Work request >> Find every line below where the word "PrivateKey" occurs. Then say how many there are, giving only the number.

Given records >>
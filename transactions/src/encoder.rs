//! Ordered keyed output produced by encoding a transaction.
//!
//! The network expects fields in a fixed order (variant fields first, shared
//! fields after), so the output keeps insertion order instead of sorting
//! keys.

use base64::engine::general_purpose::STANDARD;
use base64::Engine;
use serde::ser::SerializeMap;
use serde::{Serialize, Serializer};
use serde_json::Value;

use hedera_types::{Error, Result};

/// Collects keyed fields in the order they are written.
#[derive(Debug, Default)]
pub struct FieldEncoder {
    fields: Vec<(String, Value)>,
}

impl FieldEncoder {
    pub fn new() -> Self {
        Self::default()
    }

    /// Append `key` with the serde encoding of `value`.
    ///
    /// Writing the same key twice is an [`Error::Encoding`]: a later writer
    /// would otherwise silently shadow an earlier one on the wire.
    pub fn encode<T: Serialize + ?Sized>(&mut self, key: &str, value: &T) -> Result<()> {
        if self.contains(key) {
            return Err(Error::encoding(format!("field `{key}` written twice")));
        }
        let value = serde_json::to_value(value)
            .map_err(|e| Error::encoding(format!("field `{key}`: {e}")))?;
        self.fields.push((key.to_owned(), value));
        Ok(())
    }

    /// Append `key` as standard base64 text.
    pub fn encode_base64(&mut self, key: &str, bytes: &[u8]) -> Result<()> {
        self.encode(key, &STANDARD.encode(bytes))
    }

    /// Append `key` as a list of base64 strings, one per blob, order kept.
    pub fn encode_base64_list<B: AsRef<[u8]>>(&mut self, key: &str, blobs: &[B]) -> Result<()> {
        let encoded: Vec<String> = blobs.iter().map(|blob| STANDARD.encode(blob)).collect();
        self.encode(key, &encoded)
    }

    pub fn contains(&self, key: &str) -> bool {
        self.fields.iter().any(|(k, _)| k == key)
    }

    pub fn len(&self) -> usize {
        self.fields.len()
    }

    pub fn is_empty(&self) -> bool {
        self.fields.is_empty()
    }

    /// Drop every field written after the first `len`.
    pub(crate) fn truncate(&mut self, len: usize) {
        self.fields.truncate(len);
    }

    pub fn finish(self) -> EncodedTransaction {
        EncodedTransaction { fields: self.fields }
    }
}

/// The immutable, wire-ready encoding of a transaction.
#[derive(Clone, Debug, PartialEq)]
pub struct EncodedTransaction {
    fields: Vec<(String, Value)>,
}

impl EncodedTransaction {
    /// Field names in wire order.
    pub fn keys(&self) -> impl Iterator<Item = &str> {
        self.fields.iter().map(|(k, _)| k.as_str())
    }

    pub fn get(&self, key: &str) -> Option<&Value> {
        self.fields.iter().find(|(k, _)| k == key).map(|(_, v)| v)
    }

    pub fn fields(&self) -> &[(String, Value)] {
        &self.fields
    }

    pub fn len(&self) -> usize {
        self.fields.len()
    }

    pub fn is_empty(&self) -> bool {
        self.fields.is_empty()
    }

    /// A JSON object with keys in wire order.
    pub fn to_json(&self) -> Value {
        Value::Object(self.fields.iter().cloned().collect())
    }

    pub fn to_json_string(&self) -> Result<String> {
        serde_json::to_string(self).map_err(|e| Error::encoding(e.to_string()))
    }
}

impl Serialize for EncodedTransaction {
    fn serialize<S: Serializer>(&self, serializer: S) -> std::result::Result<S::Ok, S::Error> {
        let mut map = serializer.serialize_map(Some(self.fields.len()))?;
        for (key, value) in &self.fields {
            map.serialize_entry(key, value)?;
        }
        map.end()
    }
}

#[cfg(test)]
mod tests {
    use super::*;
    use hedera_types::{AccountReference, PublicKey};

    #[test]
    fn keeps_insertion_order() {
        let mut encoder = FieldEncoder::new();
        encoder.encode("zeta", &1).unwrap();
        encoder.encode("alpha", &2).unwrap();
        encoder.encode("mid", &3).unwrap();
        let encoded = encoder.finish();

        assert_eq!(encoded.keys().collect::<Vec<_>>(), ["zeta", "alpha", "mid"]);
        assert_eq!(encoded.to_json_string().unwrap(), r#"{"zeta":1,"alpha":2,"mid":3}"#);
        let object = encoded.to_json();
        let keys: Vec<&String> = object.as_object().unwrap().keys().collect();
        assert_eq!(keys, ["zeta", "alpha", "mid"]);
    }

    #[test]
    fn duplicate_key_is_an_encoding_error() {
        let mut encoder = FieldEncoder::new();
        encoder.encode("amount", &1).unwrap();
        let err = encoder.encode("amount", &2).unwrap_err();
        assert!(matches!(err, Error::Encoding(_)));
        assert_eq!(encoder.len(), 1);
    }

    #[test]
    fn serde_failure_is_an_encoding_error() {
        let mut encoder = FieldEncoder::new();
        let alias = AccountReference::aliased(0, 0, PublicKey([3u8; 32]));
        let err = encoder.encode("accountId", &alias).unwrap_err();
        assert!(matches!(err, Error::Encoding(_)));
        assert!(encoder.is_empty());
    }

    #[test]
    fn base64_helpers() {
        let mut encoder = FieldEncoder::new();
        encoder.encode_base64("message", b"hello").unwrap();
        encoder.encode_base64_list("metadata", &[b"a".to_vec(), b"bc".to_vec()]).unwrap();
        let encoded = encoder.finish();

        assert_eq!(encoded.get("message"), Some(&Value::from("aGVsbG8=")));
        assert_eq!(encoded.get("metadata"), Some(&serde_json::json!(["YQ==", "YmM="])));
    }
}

...

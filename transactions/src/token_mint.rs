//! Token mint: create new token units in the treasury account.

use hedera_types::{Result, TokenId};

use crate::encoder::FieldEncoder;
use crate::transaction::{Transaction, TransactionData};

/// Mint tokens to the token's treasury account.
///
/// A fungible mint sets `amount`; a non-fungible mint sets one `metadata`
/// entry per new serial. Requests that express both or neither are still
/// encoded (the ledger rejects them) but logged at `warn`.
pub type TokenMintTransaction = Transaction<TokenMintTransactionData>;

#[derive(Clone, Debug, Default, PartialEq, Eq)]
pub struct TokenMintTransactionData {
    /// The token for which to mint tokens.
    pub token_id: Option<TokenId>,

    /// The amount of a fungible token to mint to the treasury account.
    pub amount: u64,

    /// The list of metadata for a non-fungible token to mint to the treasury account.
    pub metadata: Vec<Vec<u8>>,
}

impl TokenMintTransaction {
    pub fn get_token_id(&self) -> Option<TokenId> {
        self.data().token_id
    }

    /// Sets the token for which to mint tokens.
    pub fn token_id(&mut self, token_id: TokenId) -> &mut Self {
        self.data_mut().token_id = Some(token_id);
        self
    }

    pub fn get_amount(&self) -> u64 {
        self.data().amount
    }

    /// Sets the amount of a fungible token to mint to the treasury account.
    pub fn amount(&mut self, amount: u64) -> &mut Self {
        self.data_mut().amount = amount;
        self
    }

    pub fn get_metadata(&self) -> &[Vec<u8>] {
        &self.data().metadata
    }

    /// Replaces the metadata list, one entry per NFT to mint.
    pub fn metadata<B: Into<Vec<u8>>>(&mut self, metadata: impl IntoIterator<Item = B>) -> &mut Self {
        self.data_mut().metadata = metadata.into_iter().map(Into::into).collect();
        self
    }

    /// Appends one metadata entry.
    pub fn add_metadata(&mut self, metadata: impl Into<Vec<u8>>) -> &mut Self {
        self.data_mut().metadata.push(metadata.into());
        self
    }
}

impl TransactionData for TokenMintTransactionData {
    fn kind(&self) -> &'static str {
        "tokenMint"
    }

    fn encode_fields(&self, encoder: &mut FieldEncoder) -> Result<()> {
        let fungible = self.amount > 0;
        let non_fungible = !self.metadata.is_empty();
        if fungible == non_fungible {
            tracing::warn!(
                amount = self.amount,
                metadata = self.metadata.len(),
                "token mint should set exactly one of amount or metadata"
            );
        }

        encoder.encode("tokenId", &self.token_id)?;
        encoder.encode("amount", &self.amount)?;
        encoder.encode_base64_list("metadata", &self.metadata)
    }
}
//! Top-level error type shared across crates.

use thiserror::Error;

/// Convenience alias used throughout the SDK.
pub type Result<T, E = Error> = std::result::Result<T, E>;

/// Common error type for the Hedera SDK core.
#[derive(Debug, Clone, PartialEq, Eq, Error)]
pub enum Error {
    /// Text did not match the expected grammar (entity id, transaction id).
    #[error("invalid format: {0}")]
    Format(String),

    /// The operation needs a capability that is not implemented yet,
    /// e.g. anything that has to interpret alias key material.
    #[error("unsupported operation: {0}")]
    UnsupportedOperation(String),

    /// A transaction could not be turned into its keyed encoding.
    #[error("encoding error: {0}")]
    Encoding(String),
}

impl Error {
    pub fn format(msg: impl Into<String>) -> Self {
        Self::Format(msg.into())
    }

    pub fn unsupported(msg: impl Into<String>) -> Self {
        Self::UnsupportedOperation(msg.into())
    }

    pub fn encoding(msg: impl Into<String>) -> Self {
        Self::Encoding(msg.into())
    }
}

--

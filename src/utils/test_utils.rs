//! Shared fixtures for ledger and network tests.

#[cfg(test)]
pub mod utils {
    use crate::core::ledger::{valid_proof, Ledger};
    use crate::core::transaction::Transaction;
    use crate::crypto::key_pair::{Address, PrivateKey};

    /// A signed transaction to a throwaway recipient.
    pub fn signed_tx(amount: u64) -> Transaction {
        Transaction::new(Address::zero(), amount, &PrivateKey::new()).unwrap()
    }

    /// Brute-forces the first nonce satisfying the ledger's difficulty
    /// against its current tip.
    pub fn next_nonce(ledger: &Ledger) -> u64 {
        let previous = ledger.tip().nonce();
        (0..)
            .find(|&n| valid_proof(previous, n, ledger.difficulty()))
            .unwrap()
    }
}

Solution below >> 2